Small Business Optimism from the National Federation of Independent Business – This measures small business hiring and confidence and could impact the new and used vehicle market alike. A decline in small business optimism will hurt the overall economy.
Indicators that impact specific automotive segments:
Corporate Profits Before Taxes – This metric is strongly correlated to luxury sales. Even though it’s a small portion of the market, the luxury sector creates significant profits for OEMs and is an important part of the automotive sector.
Willingness to Loan (consumer installments) – This directly impacts the general automotive market. If banks aren’t willing to loan, consumers won’t be able to finance their vehicles. Historically, this indicator declines during recessions, and I’ll be closely monitoring it as the fiscal stimulus package is rolled out.

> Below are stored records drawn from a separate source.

//! Product API Handlers

use axum::{
    Json,
    extract::{Path, State},
};

use crate::core::ServerState;
use crate::db::models::{Product, ProductCreate, ProductUpdate};
use crate::db::repository::ProductRepository;
use crate::utils::{AppError, AppResult};

/// GET /api/catalogs/:id/products - 获取目录下所有产品
pub async fn list_by_catalog(
    State(state): State<ServerState>,
    Path(catalog_id): Path<String>,
) -> AppResult<Json<Vec<Product>>> {
    let repo = ProductRepository::new(state.get_db());
    let products = repo.find_by_catalog(&catalog_id).await?;
    Ok(Json(products))
}

/// GET /api/products/:id - 获取单个产品
pub async fn get_by_id(
    State(state): State<ServerState>,
    Path(id): Path<String>,
) -> AppResult<Json<Product>> {
    let repo = ProductRepository::new(state.get_db());
    let product = repo
        .find_by_id(&id)
        .await?
        .ok_or_else(|| AppError::not_found(format!("Product {} not found", id)))?;
    Ok(Json(product))
}

/// POST /api/catalogs/:id/products - 在目录下创建产品
pub async fn create(
    State(state): State<ServerState>,
    Path(catalog_id): Path<String>,
    Json(payload): Json<ProductCreate>,
) -> AppResult<Json<Product>> {
    let repo = ProductRepository::new(state.get_db());
    let product = repo.create(&catalog_id, payload).await?;
    Ok(Json(product))
}

/// PUT /api/products/:id - 更新产品
pub async fn update(
    State(state): State<ServerState>,
    Path(id): Path<String>,
    Json(payload): Json<ProductUpdate>,
) -> AppResult<Json<Product>> {
    let repo = ProductRepository::new(state.get_db());
    let product = repo.update(&id, payload).await?;
    Ok(Json(product))
}

/// DELETE /api/products/:id - 删除产品
pub async fn delete(
    State(state): State<ServerState>,
    Path(id): Path<String>,
) -> AppResult<Json<bool>> {
    let repo = ProductRepository::new(state.get_db());
    repo.delete(&id).await?;
    Ok(Json(true))
}
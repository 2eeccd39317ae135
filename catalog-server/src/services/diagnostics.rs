//! Data integrity diagnostics
//!
//! 数据完整性巡检：统计各表的规模，并找出 catalogId 指向已删除
//! 目录的孤儿产品。由 admin 诊断端点按需触发。

use std::collections::HashSet;

use serde::Serialize;
use surrealdb::engine::local::Db;
use surrealdb::Surreal;

use crate::db::repository::{CatalogRepository, ClientRepository, ProductRepository, RepoResult};

/// 巡检报告
#[derive(Debug, Clone, Serialize)]
#[serde(rename_all = "camelCase")]
pub struct DiagnosticsReport {
    pub catalogs: usize,
    pub products: usize,
    pub clients: usize,
    /// 孤儿产品 id ("product:xxx")
    pub orphan_products: Vec<String>,
}

/// 执行一次完整巡检
pub async fn run(db: &Surreal<Db>) -> RepoResult<DiagnosticsReport> {
    let catalog_repo = CatalogRepository::new(db.clone());
    let product_repo = ProductRepository::new(db.clone());
    let client_repo = ClientRepository::new(db.clone());

    let catalogs = catalog_repo.find_all().await?;
    let products = product_repo.find_all().await?;
    let clients = client_repo.find_all().await?;

    let live_ids: HashSet<String> = catalogs
        .iter()
        .filter_map(|c| c.id.as_ref().map(|t| t.to_string()))
        .collect();

    let orphans = product_repo.find_orphans(&live_ids).await?;
    let orphan_products: Vec<String> = orphans
        .iter()
        .filter_map(|p| p.id.as_ref().map(|t| t.to_string()))
        .collect();

    if !orphan_products.is_empty() {
        tracing::warn!(
            count = orphan_products.len(),
            "Orphan products detected during diagnostics scan"
        );
    }

    Ok(DiagnosticsReport {
        catalogs: catalogs.len(),
        products: products.len(),
        clients: clients.len(),
        orphan_products,
    })
}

Housing Starts, Builder Optimism, Remodeling Spend, and Permits – Housing data and the truck segment are positively correlated. The top three selling new vehicles are trucks, and they are also often the most searched vehicles in each state. It’s important to track the truck market in isolation for the US.
90-Plus Day Auto Delinquency Rate – Headed into 2020, both student loan and auto forgiveness rates were near recession highs. As a result of COVID-19, there will likely be an increase in the percentage of people 90+ days late on payment. This is especially true for subprime loans. The expected increase in delinquencies may be tempered by the fiscal stimulus package and recent programs from OEM captives, including Ford Credit, Toyota Financial, and others, though.

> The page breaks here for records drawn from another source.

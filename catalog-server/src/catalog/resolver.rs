//! Catalog Resolver
//!
//! Maps a public slug to its hydrated catalog: the catalog record plus
//! the full product set linked to it. Two independent round trips with
//! no transactional coupling — a product added between the calls may or
//! may not appear (accepted staleness window).

use async_trait::async_trait;
use serde::Serialize;
use surrealdb::Surreal;
use surrealdb::engine::local::Db;

use crate::db::models::{Catalog, Product};
use crate::db::repository::{CatalogRepository, ProductRepository};
use crate::utils::{AppError, AppResult};

/// A catalog hydrated with its product set
#[derive(Debug, Clone, Serialize)]
pub struct CatalogView {
    #[serde(flatten)]
    pub catalog: Catalog,
    pub products: Vec<Product>,
}

/// Seam for the session state container (and its tests)
#[async_trait]
pub trait ResolveCatalog: Send + Sync {
    async fn resolve(&self, slug: &str) -> AppResult<CatalogView>;
}

#[derive(Clone)]
pub struct CatalogResolver {
    catalogs: CatalogRepository,
    products: ProductRepository,
}

impl CatalogResolver {
    pub fn new(db: Surreal<Db>) -> Self {
        Self {
            catalogs: CatalogRepository::new(db.clone()),
            products: ProductRepository::new(db),
        }
    }

    /// Resolve a slug to its hydrated catalog
    ///
    /// - 空 slug → Invalid (400)
    /// - 无匹配 → NotFound (404)
    pub async fn resolve(&self, slug: &str) -> AppResult<CatalogView> {
        if slug.trim().is_empty() {
            return Err(AppError::invalid("slug is required"));
        }

        let catalog = self
            .catalogs
            .find_by_slug(slug)
            .await?
            .ok_or_else(|| AppError::not_found(format!("Catalog '{}' not found", slug)))?;

        let catalog_id = catalog
            .id
            .as_ref()
            .map(|t| t.to_string())
            .ok_or_else(|| AppError::internal("catalog record missing id"))?;

        let products = self.products.find_by_catalog(&catalog_id).await?;

        tracing::debug!(
            slug = %slug,
            catalog = %catalog.name,
            products = products.len(),
            "Catalog resolved"
        );

        Ok(CatalogView { catalog, products })
    }
}

#[async_trait]
impl ResolveCatalog for CatalogResolver {
    async fn resolve(&self, slug: &str) -> AppResult<CatalogView> {
        CatalogResolver::resolve(self, slug).await
    }
}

Market-specific consumer behavior indicators:
The COVID Tracking Project – This site provides data on the number of cases tested for COVID-19 in the US, as well as the results.
TomTom’s traffic data – Traffic congestion data shows which cities are following social distancing recommendations and provides insight into commuting changes.

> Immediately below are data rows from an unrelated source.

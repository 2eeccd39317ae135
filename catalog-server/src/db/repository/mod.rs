//! Repository Module
//!
//! Provides CRUD operations for the SurrealDB record collections.
//! Store documents are mapped to the typed models in one place here;
//! callers never see raw documents.

pub mod catalog;
pub mod category;
pub mod client;
pub mod product;

// Re-exports
pub use catalog::CatalogRepository;
pub use category::CategoryRepository;
pub use client::ClientRepository;
pub use product::ProductRepository;

use surrealdb::Surreal;
use surrealdb::engine::local::Db;
use surrealdb::sql::Thing;
use thiserror::Error;

/// Repository error types
#[derive(Debug, Error)]
pub enum RepoError {
    #[error("Not found: {0}")]
    NotFound(String),

    #[error("Duplicate: {0}")]
    Duplicate(String),

    #[error("Database error: {0}")]
    Database(String),

    #[error("Validation error: {0}")]
    Validation(String),
}

impl From<surrealdb::Error> for RepoError {
    fn from(err: surrealdb::Error) -> Self {
        RepoError::Database(err.to_string())
    }
}

/// Result type for repository operations
pub type RepoResult<T> = Result<T, RepoError>;

// =============================================================================
// ID Convention: 全栈统一使用 "table:id" 格式
// =============================================================================
//
// API 层传入的 ID 可以带或不带表前缀 ("catalog:abc" 或 "abc")；
// 仓储层通过 strip_table_prefix / make_thing 归一化。

/// Strip the "table:" prefix from an id if present
pub fn strip_table_prefix<'a>(table: &str, id: &'a str) -> &'a str {
    id.strip_prefix(table)
        .and_then(|rest| rest.strip_prefix(':'))
        .unwrap_or(id)
}

/// Build a Thing from a possibly-prefixed id
pub fn make_thing(table: &str, id: &str) -> Thing {
    Thing::from((table.to_string(), strip_table_prefix(table, id).to_string()))
}

/// Base repository with database reference
#[derive(Clone)]
pub struct BaseRepository {
    db: Surreal<Db>,
}

impl BaseRepository {
    pub fn new(db: Surreal<Db>) -> Self {
        Self { db }
    }

    pub fn db(&self) -> &Surreal<Db> {
        &self.db
    }
}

SpotHero parking data – If SpotHero continues to post parking information, it will be a leading indicator to track when things return to normal. The data should show when people are resuming normal activities, such as shopping and attending events.
Next week, I’ll dive into how the fiscal stimulus package and jobless claims affect the automotive industry. If you have specific questions about economic trends and their impact on your business, please reach out to me at email@example.com, so I can address them in future posts.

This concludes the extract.